__Work instructions__
Would you give the number of lines below in which the string "Expired" appears? Nothing else is needed.

__Supplied records__
⟨
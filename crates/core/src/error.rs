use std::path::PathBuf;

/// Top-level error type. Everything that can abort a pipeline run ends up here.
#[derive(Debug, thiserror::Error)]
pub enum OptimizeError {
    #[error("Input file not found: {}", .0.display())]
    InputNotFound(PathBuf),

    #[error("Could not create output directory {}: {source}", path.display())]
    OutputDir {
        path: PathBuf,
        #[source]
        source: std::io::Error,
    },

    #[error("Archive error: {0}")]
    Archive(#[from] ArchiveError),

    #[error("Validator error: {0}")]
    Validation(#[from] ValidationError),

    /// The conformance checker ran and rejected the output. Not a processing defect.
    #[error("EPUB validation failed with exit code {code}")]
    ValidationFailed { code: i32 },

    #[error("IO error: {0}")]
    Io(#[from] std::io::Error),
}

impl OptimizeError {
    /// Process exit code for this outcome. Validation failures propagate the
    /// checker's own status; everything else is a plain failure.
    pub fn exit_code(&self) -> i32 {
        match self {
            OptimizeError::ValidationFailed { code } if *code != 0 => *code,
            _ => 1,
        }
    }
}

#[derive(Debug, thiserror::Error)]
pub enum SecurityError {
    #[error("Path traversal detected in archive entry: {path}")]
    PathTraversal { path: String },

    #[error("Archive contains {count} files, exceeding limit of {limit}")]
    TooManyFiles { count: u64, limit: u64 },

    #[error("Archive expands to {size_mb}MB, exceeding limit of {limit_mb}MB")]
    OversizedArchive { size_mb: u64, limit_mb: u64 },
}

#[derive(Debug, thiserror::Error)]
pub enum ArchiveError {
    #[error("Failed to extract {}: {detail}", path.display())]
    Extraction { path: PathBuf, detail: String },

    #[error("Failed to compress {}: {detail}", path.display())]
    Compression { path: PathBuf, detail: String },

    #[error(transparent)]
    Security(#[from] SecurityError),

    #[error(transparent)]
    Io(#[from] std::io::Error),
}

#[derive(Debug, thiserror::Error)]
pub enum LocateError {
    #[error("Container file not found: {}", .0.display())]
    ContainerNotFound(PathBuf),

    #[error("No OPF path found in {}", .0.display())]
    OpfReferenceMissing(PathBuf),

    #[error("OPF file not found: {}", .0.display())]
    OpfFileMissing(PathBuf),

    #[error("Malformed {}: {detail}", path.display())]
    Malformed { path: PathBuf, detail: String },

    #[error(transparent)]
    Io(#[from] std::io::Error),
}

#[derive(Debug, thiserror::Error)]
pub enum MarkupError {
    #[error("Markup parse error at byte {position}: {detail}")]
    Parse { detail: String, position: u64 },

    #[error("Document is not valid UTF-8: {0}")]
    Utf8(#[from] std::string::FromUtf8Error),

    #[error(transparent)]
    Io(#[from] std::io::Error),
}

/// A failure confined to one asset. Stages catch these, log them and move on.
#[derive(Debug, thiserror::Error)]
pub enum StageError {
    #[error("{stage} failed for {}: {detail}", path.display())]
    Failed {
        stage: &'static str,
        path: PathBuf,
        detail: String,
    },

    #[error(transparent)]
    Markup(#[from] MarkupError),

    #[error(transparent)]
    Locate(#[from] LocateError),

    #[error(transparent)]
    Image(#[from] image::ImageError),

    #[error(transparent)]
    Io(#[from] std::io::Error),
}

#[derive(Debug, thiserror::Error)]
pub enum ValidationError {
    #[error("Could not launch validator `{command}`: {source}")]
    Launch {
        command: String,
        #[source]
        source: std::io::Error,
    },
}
⟩
⟨
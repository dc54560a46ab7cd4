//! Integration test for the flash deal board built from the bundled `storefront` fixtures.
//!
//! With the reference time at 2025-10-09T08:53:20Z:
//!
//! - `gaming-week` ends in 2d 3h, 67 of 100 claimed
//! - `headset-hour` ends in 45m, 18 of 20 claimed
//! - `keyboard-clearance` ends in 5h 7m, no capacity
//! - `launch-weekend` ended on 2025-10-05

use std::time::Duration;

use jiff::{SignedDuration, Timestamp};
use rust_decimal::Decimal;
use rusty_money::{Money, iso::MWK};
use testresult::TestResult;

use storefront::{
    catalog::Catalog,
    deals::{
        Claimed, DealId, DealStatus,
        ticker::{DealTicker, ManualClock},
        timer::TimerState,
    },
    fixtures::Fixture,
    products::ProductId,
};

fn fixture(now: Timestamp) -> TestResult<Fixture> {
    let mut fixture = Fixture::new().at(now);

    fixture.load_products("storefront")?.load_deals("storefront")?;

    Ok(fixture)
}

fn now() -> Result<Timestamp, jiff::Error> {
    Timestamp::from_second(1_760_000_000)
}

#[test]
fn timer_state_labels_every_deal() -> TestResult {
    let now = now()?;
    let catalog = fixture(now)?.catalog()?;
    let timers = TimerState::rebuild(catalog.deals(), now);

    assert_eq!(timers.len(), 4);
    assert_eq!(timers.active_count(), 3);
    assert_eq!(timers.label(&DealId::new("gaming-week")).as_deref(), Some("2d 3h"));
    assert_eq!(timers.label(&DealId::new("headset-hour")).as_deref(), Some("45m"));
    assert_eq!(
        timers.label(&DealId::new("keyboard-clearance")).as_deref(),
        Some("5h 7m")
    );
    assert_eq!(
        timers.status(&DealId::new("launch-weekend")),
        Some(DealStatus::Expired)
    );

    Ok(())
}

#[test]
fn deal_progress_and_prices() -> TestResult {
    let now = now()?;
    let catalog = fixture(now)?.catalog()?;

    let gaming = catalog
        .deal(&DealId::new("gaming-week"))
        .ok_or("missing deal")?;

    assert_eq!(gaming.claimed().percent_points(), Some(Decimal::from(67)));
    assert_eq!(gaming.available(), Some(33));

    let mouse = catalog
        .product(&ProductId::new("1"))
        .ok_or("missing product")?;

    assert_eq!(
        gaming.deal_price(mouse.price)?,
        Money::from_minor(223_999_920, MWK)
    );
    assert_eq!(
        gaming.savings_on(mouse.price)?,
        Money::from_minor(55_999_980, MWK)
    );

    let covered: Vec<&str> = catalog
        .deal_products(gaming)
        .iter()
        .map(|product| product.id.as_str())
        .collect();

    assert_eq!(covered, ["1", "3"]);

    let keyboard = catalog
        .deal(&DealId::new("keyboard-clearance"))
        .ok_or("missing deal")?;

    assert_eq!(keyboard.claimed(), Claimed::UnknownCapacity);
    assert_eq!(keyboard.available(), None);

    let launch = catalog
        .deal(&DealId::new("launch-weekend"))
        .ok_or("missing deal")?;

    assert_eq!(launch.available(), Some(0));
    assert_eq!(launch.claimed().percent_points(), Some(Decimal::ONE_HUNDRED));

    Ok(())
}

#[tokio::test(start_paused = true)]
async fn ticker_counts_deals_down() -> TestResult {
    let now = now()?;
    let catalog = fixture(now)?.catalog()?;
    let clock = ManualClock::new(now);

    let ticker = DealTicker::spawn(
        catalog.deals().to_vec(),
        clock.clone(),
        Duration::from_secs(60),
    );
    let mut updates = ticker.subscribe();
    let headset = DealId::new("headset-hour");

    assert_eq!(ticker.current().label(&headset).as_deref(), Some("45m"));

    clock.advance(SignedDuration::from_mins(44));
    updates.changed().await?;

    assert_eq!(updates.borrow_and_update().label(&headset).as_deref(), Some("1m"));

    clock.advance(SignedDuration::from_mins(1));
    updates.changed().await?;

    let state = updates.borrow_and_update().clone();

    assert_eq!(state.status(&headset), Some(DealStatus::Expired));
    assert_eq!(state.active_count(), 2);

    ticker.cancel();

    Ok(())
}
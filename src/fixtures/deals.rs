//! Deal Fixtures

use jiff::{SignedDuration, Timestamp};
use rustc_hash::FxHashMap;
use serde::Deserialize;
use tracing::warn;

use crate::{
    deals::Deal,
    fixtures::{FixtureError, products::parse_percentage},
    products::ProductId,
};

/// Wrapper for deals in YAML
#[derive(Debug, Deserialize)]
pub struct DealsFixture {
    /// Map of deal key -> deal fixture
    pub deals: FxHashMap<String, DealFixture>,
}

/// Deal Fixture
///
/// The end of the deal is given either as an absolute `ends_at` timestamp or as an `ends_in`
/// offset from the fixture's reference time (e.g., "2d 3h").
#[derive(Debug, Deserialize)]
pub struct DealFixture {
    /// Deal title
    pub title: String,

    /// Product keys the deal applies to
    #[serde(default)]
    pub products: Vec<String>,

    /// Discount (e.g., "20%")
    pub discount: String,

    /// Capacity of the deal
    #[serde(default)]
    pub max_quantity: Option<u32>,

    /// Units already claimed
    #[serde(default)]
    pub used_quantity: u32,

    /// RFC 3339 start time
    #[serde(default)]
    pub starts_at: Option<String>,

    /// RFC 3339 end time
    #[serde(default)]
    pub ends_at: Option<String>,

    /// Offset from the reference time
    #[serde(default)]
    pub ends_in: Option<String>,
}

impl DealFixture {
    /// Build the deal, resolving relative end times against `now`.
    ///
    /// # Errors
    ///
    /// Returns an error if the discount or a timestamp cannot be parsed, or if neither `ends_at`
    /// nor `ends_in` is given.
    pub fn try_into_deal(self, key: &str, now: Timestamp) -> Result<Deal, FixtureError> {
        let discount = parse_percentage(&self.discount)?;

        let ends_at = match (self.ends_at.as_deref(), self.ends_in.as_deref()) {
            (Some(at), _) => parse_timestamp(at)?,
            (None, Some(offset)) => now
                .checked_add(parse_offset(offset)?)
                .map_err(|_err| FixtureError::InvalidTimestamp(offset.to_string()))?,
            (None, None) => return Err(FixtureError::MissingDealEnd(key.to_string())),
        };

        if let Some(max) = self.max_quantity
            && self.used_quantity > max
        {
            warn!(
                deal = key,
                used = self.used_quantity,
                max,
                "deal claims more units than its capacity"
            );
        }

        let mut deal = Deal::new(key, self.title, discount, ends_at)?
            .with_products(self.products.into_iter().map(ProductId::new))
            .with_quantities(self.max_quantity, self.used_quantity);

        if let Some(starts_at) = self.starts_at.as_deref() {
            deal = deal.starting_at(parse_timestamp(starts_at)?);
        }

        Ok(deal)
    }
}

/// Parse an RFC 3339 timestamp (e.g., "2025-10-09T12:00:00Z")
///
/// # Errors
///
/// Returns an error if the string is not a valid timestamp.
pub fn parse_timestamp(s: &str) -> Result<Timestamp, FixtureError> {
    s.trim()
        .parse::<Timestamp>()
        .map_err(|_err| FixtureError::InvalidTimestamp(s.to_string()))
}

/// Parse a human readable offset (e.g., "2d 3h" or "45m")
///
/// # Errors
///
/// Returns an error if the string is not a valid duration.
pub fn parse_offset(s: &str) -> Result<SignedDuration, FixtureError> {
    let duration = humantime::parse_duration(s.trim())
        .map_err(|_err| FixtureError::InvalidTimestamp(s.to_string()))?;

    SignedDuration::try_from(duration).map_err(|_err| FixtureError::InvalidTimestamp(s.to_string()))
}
⟩
⟨
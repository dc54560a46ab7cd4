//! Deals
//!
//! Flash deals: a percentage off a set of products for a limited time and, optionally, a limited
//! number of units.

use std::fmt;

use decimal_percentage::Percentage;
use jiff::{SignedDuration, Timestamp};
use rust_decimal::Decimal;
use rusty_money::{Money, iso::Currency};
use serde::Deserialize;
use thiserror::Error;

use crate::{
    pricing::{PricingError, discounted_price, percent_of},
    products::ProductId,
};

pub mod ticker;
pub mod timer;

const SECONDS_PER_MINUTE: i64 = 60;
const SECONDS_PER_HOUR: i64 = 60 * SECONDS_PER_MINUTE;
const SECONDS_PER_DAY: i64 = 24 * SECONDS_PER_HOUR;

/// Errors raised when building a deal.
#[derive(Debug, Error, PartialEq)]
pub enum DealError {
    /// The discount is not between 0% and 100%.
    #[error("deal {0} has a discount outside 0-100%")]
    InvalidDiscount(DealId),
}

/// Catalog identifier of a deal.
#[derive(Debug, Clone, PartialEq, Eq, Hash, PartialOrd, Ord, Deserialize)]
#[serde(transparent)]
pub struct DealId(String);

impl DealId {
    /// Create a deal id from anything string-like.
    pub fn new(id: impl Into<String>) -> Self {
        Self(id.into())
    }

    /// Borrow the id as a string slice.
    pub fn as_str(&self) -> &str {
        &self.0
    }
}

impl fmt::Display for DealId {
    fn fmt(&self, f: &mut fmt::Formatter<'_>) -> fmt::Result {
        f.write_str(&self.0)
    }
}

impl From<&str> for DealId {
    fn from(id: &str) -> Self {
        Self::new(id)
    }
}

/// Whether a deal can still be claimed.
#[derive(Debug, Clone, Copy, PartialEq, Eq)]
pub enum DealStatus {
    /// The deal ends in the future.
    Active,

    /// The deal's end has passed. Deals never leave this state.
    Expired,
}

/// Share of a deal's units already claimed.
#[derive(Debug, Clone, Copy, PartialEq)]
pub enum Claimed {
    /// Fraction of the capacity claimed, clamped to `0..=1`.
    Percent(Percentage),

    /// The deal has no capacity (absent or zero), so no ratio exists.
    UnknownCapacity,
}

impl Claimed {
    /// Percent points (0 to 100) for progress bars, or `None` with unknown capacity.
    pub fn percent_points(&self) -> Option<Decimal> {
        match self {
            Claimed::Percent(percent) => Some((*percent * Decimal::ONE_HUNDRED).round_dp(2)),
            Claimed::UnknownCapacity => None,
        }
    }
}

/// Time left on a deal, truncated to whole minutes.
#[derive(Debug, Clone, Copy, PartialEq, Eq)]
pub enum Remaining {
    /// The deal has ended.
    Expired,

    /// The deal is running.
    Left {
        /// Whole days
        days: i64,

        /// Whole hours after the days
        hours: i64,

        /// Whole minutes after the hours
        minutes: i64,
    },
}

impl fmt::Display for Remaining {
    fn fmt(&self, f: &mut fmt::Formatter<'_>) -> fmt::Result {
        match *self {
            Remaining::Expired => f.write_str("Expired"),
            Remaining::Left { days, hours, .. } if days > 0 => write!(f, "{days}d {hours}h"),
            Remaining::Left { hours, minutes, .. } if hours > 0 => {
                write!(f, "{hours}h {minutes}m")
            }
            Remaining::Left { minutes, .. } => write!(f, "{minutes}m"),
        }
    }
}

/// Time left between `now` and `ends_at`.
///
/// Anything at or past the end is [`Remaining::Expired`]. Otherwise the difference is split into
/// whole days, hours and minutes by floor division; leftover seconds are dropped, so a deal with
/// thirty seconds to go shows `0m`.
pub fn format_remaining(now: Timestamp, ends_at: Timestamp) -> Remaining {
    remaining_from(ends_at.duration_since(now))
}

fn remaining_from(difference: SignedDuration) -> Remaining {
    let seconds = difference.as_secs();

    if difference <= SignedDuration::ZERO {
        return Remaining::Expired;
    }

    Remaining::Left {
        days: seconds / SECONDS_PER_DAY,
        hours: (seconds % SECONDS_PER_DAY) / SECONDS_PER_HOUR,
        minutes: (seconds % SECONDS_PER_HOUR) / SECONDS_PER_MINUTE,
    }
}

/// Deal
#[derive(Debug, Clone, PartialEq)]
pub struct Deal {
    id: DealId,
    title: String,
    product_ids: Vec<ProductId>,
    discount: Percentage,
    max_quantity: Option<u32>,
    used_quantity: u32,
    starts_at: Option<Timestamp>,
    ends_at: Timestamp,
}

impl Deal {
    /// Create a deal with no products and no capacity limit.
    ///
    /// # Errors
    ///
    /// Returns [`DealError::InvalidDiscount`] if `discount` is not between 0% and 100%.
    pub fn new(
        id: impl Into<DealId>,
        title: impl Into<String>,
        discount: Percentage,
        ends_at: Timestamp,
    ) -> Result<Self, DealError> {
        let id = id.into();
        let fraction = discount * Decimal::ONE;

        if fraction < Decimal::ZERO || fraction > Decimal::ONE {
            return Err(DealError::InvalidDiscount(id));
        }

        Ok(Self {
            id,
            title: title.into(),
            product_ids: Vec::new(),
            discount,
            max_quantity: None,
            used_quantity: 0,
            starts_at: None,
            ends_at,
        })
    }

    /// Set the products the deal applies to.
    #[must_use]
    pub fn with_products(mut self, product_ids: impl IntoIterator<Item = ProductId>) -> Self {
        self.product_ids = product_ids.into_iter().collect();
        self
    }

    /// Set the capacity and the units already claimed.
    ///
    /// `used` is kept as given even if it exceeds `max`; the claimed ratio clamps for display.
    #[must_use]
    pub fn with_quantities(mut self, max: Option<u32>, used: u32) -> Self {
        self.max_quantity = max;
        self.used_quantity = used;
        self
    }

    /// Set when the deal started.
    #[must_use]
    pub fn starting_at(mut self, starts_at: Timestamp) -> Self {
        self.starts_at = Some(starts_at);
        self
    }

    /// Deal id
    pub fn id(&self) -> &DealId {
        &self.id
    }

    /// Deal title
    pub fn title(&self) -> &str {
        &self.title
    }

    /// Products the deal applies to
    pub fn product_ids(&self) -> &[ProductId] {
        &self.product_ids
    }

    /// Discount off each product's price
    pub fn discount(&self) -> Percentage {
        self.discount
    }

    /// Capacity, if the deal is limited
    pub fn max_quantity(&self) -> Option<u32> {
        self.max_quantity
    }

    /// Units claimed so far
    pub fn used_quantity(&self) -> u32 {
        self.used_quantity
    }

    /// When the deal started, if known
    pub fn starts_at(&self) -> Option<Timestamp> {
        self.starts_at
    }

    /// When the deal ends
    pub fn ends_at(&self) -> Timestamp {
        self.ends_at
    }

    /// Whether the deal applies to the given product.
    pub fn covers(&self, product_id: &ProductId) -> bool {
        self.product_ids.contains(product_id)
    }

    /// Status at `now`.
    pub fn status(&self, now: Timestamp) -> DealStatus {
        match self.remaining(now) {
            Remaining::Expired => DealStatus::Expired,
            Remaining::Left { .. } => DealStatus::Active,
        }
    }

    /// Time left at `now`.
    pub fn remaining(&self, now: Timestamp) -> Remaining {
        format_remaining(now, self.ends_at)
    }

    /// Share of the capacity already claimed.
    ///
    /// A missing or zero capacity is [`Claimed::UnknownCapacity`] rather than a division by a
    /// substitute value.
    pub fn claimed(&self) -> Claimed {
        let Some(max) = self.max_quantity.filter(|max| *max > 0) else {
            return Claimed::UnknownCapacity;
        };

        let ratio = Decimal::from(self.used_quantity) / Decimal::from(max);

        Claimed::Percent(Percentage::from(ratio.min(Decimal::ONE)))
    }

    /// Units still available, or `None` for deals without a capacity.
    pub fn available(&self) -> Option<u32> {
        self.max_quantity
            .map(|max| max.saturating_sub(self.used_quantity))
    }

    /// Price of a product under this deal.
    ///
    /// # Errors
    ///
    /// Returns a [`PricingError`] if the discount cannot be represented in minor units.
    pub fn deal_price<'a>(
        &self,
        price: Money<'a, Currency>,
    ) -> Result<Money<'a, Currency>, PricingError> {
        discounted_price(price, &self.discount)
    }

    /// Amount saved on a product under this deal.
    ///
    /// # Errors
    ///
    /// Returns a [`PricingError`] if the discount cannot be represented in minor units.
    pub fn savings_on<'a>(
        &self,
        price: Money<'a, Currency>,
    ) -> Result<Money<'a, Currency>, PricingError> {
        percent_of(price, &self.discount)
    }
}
⟩
__Exercise solution__
8